Pour se retrouver dans la rue avec leurs feuilles A4 tout droit sorties de l’imprimante du bureau, ils n’ont pas eu à aller bien loin. Et ce qu’ils demandent, sur ces feuilles, ne semble pas, non plus, si lointain ou inatteignable. « Tout le pouvoir au civil, que les militaires s’en aillent, sinon, ce sera la grève générale », ne peut s’empêcher de scander Rasha Okud, une employée de banque qui pourrait être la mère des jeunes qui passent dans la rue à pied ou à moto et reprennent les mots en cœur.

En début d’après-midi, malgré le soleil qui tape, ils et elles ont quitté leur guichet, leur bureau, leurs activités à l’agence de l’Export Development Bank du centre de Khartoum. Ils sont là, sur l’avenue Jamhuriya, avec leurs badges d’identification bleus, des chemises blanches bien repassées, cravates nouées, des robes bien longues.

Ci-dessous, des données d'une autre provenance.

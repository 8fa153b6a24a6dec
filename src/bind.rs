use byteorder::LittleEndian;
use chrono::{Datelike, NaiveDate, NaiveDateTime, NaiveTime, Timelike};

use crate::error::Error;
use crate::io::BufMut;
use crate::protocol::ColumnType;

/// A bound prepared-statement argument, already reduced to its binary-protocol
/// encoding (or `None` for SQL NULL).
pub(crate) struct BoundValue {
    pub(crate) column_type: ColumnType,
    pub(crate) unsigned: bool,
    /// `None` for NULL; the null bitmap carries nullness, this field is skipped in
    /// the value section of COM_STMT_EXECUTE when `None`.
    pub(crate) bytes: Option<Vec<u8>>,
}

/// Host types that can be bound as a prepared-statement parameter.
///
/// Implemented for the host types named in the type-dispatch table: integers of every
/// width and signedness, `bool`, `f32`/`f64`, `&str`/`String`, `&[u8]`/`Vec<u8>`, the
/// three `chrono::Naive*` temporal types, and `Option<T>` for any `T: BindParameter`
/// (the `None` case encodes as SQL NULL).
pub trait BindParameter {
    fn bind(&self) -> Result<BoundValue, Error>;
}

impl<T: BindParameter> BindParameter for Option<T> {
    fn bind(&self) -> Result<BoundValue, Error> {
        match self {
            Some(v) => v.bind(),
            None => Ok(BoundValue {
                column_type: ColumnType::NULL,
                unsigned: false,
                bytes: None,
            }),
        }
    }
}

macro_rules! impl_bind_int {
    ($ty:ty, $column_type:expr, $unsigned:expr, $put:ident) => {
        impl BindParameter for $ty {
            fn bind(&self) -> Result<BoundValue, Error> {
                let mut bytes = Vec::new();
                bytes.$put::<LittleEndian>(*self as _);
                Ok(BoundValue {
                    column_type: $column_type,
                    unsigned: $unsigned,
                    bytes: Some(bytes),
                })
            }
        }
    };
}

impl BindParameter for i8 {
    fn bind(&self) -> Result<BoundValue, Error> {
        Ok(BoundValue {
            column_type: ColumnType::TINY,
            unsigned: false,
            bytes: Some(vec![*self as u8]),
        })
    }
}

impl BindParameter for u8 {
    fn bind(&self) -> Result<BoundValue, Error> {
        Ok(BoundValue {
            column_type: ColumnType::TINY,
            unsigned: true,
            bytes: Some(vec![*self]),
        })
    }
}

impl_bind_int!(i16, ColumnType::SHORT, false, put_u16);
impl_bind_int!(u16, ColumnType::SHORT, true, put_u16);
impl_bind_int!(i32, ColumnType::LONG, false, put_u32);
impl_bind_int!(u32, ColumnType::LONG, true, put_u32);
impl_bind_int!(i64, ColumnType::LONGLONG, false, put_u64);
impl_bind_int!(u64, ColumnType::LONGLONG, true, put_u64);

impl BindParameter for f32 {
    fn bind(&self) -> Result<BoundValue, Error> {
        let mut bytes = Vec::new();
        bytes.put_f32::<LittleEndian>(*self);
        Ok(BoundValue {
            column_type: ColumnType::FLOAT,
            unsigned: false,
            bytes: Some(bytes),
        })
    }
}

impl BindParameter for f64 {
    fn bind(&self) -> Result<BoundValue, Error> {
        let mut bytes = Vec::new();
        bytes.put_f64::<LittleEndian>(*self);
        Ok(BoundValue {
            column_type: ColumnType::DOUBLE,
            unsigned: false,
            bytes: Some(bytes),
        })
    }
}

impl BindParameter for bool {
    fn bind(&self) -> Result<BoundValue, Error> {
        // BIT, carried as a 1-byte length-coded string whose single byte is '0'/'1'
        let mut bytes = Vec::new();
        bytes.put_bytes_lenenc::<LittleEndian>(&[if *self { b'1' } else { b'0' }]);
        Ok(BoundValue {
            column_type: ColumnType::BIT,
            unsigned: false,
            bytes: Some(bytes),
        })
    }
}

impl BindParameter for str {
    fn bind(&self) -> Result<BoundValue, Error> {
        let mut bytes = Vec::new();
        bytes.put_str_lenenc::<LittleEndian>(self);
        Ok(BoundValue {
            column_type: ColumnType::VARCHAR,
            unsigned: false,
            bytes: Some(bytes),
        })
    }
}

impl BindParameter for String {
    fn bind(&self) -> Result<BoundValue, Error> {
        self.as_str().bind()
    }
}

impl BindParameter for &str {
    fn bind(&self) -> Result<BoundValue, Error> {
        str::bind(*self)
    }
}

impl BindParameter for [u8] {
    fn bind(&self) -> Result<BoundValue, Error> {
        let mut bytes = Vec::new();
        bytes.put_bytes_lenenc::<LittleEndian>(self);
        Ok(BoundValue {
            column_type: ColumnType::TINY_BLOB,
            unsigned: false,
            bytes: Some(bytes),
        })
    }
}

impl BindParameter for Vec<u8> {
    fn bind(&self) -> Result<BoundValue, Error> {
        self.as_slice().bind()
    }
}

impl BindParameter for &[u8] {
    fn bind(&self) -> Result<BoundValue, Error> {
        <[u8]>::bind(*self)
    }
}

/// MySQL's `DATE`/`DATETIME`/`TIMESTAMP` types only represent years 1000-9999; a
/// `chrono` value outside that range has no binary-protocol encoding.
fn check_year_in_range(year: i32) -> Result<(), Error> {
    if (1000..=9999).contains(&year) {
        Ok(())
    } else {
        Err(Error::UnsupportedParameter(
            "chrono date/time value outside MySQL's representable year range (1000-9999)",
        ))
    }
}

impl BindParameter for NaiveDate {
    fn bind(&self) -> Result<BoundValue, Error> {
        check_year_in_range(self.year())?;

        let mut bytes = vec![4u8];
        bytes.put_u16::<LittleEndian>(self.year() as u16);
        bytes.put_u8(self.month() as u8);
        bytes.put_u8(self.day() as u8);
        Ok(BoundValue {
            column_type: ColumnType::DATE,
            unsigned: false,
            bytes: Some(bytes),
        })
    }
}

impl BindParameter for NaiveTime {
    fn bind(&self) -> Result<BoundValue, Error> {
        let mut bytes = vec![8u8];
        bytes.put_u8(0); // not negative
        bytes.put_u32::<LittleEndian>(0); // days
        bytes.put_u8(self.hour() as u8);
        bytes.put_u8(self.minute() as u8);
        bytes.put_u8(self.second() as u8);
        Ok(BoundValue {
            column_type: ColumnType::TIME,
            unsigned: false,
            bytes: Some(bytes),
        })
    }
}

impl BindParameter for NaiveDateTime {
    fn bind(&self) -> Result<BoundValue, Error> {
        check_year_in_range(self.year())?;

        let mut bytes = vec![7u8];
        bytes.put_u16::<LittleEndian>(self.year() as u16);
        bytes.put_u8(self.month() as u8);
        bytes.put_u8(self.day() as u8);
        bytes.put_u8(self.hour() as u8);
        bytes.put_u8(self.minute() as u8);
        bytes.put_u8(self.second() as u8);
        Ok(BoundValue {
            column_type: ColumnType::DATETIME,
            unsigned: false,
            bytes: Some(bytes),
        })
    }
}

#[cfg(test)]
mod tests {
    use super::*;

    #[test]
    fn it_binds_signed_and_unsigned_integers_distinctly() {
        assert!(!42i32.bind().unwrap().unsigned);
        assert!(42u32.bind().unwrap().unsigned);
    }

    #[test]
    fn it_binds_none_as_null_with_no_bytes() {
        let bound: BoundValue = Option::<i32>::None.bind().unwrap();
        assert_eq!(bound.column_type, ColumnType::NULL);
        assert!(bound.bytes.is_none());
    }

    #[test]
    fn it_binds_some_through_to_inner_type() {
        let bound = Some(7i32).bind().unwrap();
        assert_eq!(bound.column_type, ColumnType::LONG);
        assert!(bound.bytes.is_some());
    }

    #[test]
    fn it_rejects_a_date_outside_the_representable_year_range() {
        let date = NaiveDate::from_ymd_opt(10_000, 1, 1).unwrap();
        assert!(matches!(date.bind().unwrap_err(), Error::UnsupportedParameter(_)));
    }

    #[test]
    fn it_binds_strings_as_length_coded() {
        let bound = "hi".bind().unwrap();
        assert_eq!(bound.column_type, ColumnType::VARCHAR);
        assert_eq!(bound.bytes.unwrap(), vec![2, b'h', b'i']);
    }
}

Il y a un militaire qui traverse Jamhuriya avec une bouteille d’eau, justement. Enfin un membre de la Force de soutien rapide (RSF) du général Hemetti, qui tiennent la ville. On crie à l’homme en tenue de camouflage désert de rejoindre la manifestation, il s’éclipse au coin de rue voisin, sous des arches, où sont stationnés les pick-up surmontés de mitrailleuses.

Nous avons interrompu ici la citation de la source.